// Catalog provider boundary.
//
// The ranking engine never reads storage directly: a provider hands it an
// owned, internally consistent snapshot per call. Concurrent catalog mutation
// is the provider's problem, not the engine's.

use crate::models::Product;
use async_trait::async_trait;
use chrono::{DateTime, Duration, Utc};

/// Source of catalog snapshots for the ranking engine.
#[async_trait]
pub trait CatalogProvider: Send + Sync {
    /// Return an owned snapshot of the catalog, consistent for the duration
    /// of one ranking call.
    async fn snapshot(&self) -> Vec<Product>;
}

/// In-memory catalog seeded with sample products.
///
/// Stands in for a real storage-backed provider in the demo binary and the
/// integration tests. Product ages are fixed relative to the instant the
/// catalog was seeded, so tests seed with an injected `now`.
pub struct InMemoryCatalog {
    products: Vec<Product>,
}

impl InMemoryCatalog {
    /// Seed the sample catalog, with product ages relative to `now`.
    pub fn seeded(now: DateTime<Utc>) -> Self {
        Self {
            products: seed_products(now),
        }
    }

    pub fn with_products(products: Vec<Product>) -> Self {
        Self { products }
    }

    pub fn len(&self) -> usize {
        self.products.len()
    }

    pub fn is_empty(&self) -> bool {
        self.products.is_empty()
    }
}

#[async_trait]
impl CatalogProvider for InMemoryCatalog {
    async fn snapshot(&self) -> Vec<Product> {
        self.products.clone()
    }
}

struct Seed {
    id: &'static str,
    name: &'static str,
    description: &'static str,
    price: f64,
    popularity: u32,
    rating: f64,
    sales_count: u64,
    stock: u32,
    category: &'static str,
    image_url: &'static str,
    age_days: i64,
}

fn seed_products(now: DateTime<Utc>) -> Vec<Product> {
    SEEDS
        .iter()
        .map(|s| Product {
            id: s.id.to_string(),
            name: s.name.to_string(),
            description: Some(s.description.to_string()),
            price: s.price,
            popularity: s.popularity,
            rating: s.rating,
            sales_count: s.sales_count,
            stock: s.stock,
            category: s.category.to_string(),
            image_url: Some(s.image_url.to_string()),
            created_at: now - Duration::days(s.age_days),
        })
        .collect()
}

const SEEDS: &[Seed] = &[
    Seed {
        id: "prod_001",
        name: "Wireless Noise-Cancelling Headphones",
        description: "Premium over-ear headphones with active noise cancellation and 30-hour battery life",
        price: 299.99,
        popularity: 92,
        rating: 4.7,
        sales_count: 2450,
        stock: 34,
        category: "Electronics",
        image_url: "https://images.unsplash.com/photo-1505740420928-5e560c06d30e",
        age_days: 45,
    },
    Seed {
        id: "prod_002",
        name: "Ergonomic Office Chair",
        description: "Adjustable lumbar support, breathable mesh back, 360-degree swivel",
        price: 349.99,
        popularity: 78,
        rating: 4.5,
        sales_count: 890,
        stock: 12,
        category: "Furniture",
        image_url: "https://images.unsplash.com/photo-1580480055273-228ff5388ef8",
        age_days: 120,
    },
    Seed {
        id: "prod_003",
        name: "4K Ultra HD Webcam",
        description: "Professional webcam with auto-focus, dual microphones, and LED ring light",
        price: 129.99,
        popularity: 85,
        rating: 4.3,
        sales_count: 1560,
        stock: 67,
        category: "Electronics",
        image_url: "https://images.unsplash.com/photo-1587825140708-dfaf72ae4b04",
        age_days: 15,
    },
    Seed {
        id: "prod_004",
        name: "Mechanical Gaming Keyboard",
        description: "RGB backlit, Cherry MX switches, programmable macro keys",
        price: 159.99,
        popularity: 88,
        rating: 4.8,
        sales_count: 3200,
        stock: 89,
        category: "Electronics",
        image_url: "https://images.unsplash.com/photo-1595225476474-87563907a212",
        age_days: 200,
    },
    Seed {
        id: "prod_005",
        name: "Smart Watch Series X",
        description: "Fitness tracking, heart rate monitor, GPS, 7-day battery, waterproof",
        price: 399.99,
        popularity: 95,
        rating: 4.6,
        sales_count: 5600,
        stock: 23,
        category: "Wearables",
        image_url: "https://images.unsplash.com/photo-1523275335684-37898b6baf30",
        age_days: 8,
    },
    Seed {
        id: "prod_006",
        name: "Portable SSD 2TB",
        description: "High-speed external storage, USB-C 3.2, compact design",
        price: 189.99,
        popularity: 72,
        rating: 4.4,
        sales_count: 980,
        stock: 156,
        category: "Electronics",
        image_url: "https://images.unsplash.com/photo-1597872200969-2b65d56bd16b",
        age_days: 90,
    },
    Seed {
        id: "prod_007",
        name: "Wireless Mouse",
        description: "Ergonomic design, 6 programmable buttons, 18-month battery life",
        price: 49.99,
        popularity: 81,
        rating: 4.2,
        sales_count: 4500,
        stock: 234,
        category: "Electronics",
        image_url: "https://images.unsplash.com/photo-1527864550417-7fd91fc51a46",
        age_days: 300,
    },
    Seed {
        id: "prod_008",
        name: "USB-C Docking Station",
        description: "11-in-1 hub with 4K HDMI, SD card readers, 100W power delivery",
        price: 89.99,
        popularity: 76,
        rating: 4.1,
        sales_count: 720,
        stock: 45,
        category: "Electronics",
        image_url: "https://images.unsplash.com/photo-1625948515291-69613efd103f",
        age_days: 60,
    },
    Seed {
        id: "prod_009",
        name: "Standing Desk Converter",
        description: "Height-adjustable, fits dual monitors, easy gas spring lift",
        price: 279.99,
        popularity: 69,
        rating: 4.3,
        sales_count: 450,
        stock: 8,
        category: "Furniture",
        image_url: "https://images.unsplash.com/photo-1595515106969-1ce29566ff1c",
        age_days: 180,
    },
    Seed {
        id: "prod_010",
        name: "Laptop Backpack",
        description: "Water-resistant, TSA-friendly, fits up to 17-inch laptops",
        price: 59.99,
        popularity: 83,
        rating: 4.5,
        sales_count: 2100,
        stock: 178,
        category: "Accessories",
        image_url: "https://images.unsplash.com/photo-1553062407-98eeb64c6a62",
        age_days: 40,
    },
    Seed {
        id: "prod_011",
        name: "Monitor Light Bar",
        description: "Space-saving desk lamp, auto-dimming, reduces screen glare",
        price: 99.99,
        popularity: 74,
        rating: 4.6,
        sales_count: 890,
        stock: 67,
        category: "Electronics",
        image_url: "https://images.unsplash.com/photo-1507473885765-e6ed057f782c",
        age_days: 25,
    },
    Seed {
        id: "prod_012",
        name: "Bluetooth Speaker",
        description: "360-degree sound, waterproof IPX7, 20-hour playtime",
        price: 79.99,
        popularity: 87,
        rating: 4.4,
        sales_count: 3400,
        stock: 123,
        category: "Electronics",
        image_url: "https://images.unsplash.com/photo-1608043152269-423dbba4e7e1",
        age_days: 150,
    },
    Seed {
        id: "prod_013",
        name: "Premium Coffee Maker",
        description: "Programmable, thermal carafe, auto-shutoff, 12-cup capacity",
        price: 149.99,
        popularity: 70,
        rating: 4.2,
        sales_count: 670,
        stock: 34,
        category: "Appliances",
        image_url: "https://images.unsplash.com/photo-1517668808822-9ebb02f2a0e6",
        age_days: 220,
    },
    Seed {
        id: "prod_014",
        name: "Wireless Charging Pad",
        description: "Fast 15W charging, compatible with all Qi devices, LED indicator",
        price: 34.99,
        popularity: 79,
        rating: 4.0,
        sales_count: 1890,
        stock: 267,
        category: "Electronics",
        image_url: "https://images.unsplash.com/photo-1591290619762-d1e80fec4a47",
        age_days: 100,
    },
    Seed {
        id: "prod_015",
        name: "HD Webcam with Tripod",
        description: "1080p 60fps, wide-angle lens, built-in mic, plug-and-play",
        price: 69.99,
        popularity: 82,
        rating: 4.3,
        sales_count: 1240,
        stock: 0,
        category: "Electronics",
        image_url: "https://images.unsplash.com/photo-1560350157-e5d6ab5bbde8",
        age_days: 75,
    },
];

#[cfg(test)]
mod tests {
    use super::*;

    #[tokio::test]
    async fn test_seeded_snapshot() {
        let now = Utc::now();
        let catalog = InMemoryCatalog::seeded(now);

        let snapshot = catalog.snapshot().await;
        assert_eq!(snapshot.len(), 15);
        assert_eq!(snapshot[0].id, "prod_001");

        // Ages are relative to the injected instant
        let keyboard = snapshot.iter().find(|p| p.id == "prod_004").unwrap();
        assert_eq!((now - keyboard.created_at).num_days(), 200);

        // Exactly one seeded product is out of stock
        assert_eq!(snapshot.iter().filter(|p| p.stock == 0).count(), 1);
    }

    #[tokio::test]
    async fn test_snapshots_are_independent() {
        let catalog = InMemoryCatalog::seeded(Utc::now());

        let mut first = catalog.snapshot().await;
        first[0].stock = 0;

        let second = catalog.snapshot().await;
        assert_ne!(second[0].stock, 0);
    }
}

▸ To do
Copy every line of the material above in which the word "iter" appears.

▸ Output below
        .iter()
        let keyboard = snapshot.iter().find(|p| p.id == "prod_004").unwrap();
        assert_eq!(snapshot.iter().filter(|p| p.stock == 0).count(), 1);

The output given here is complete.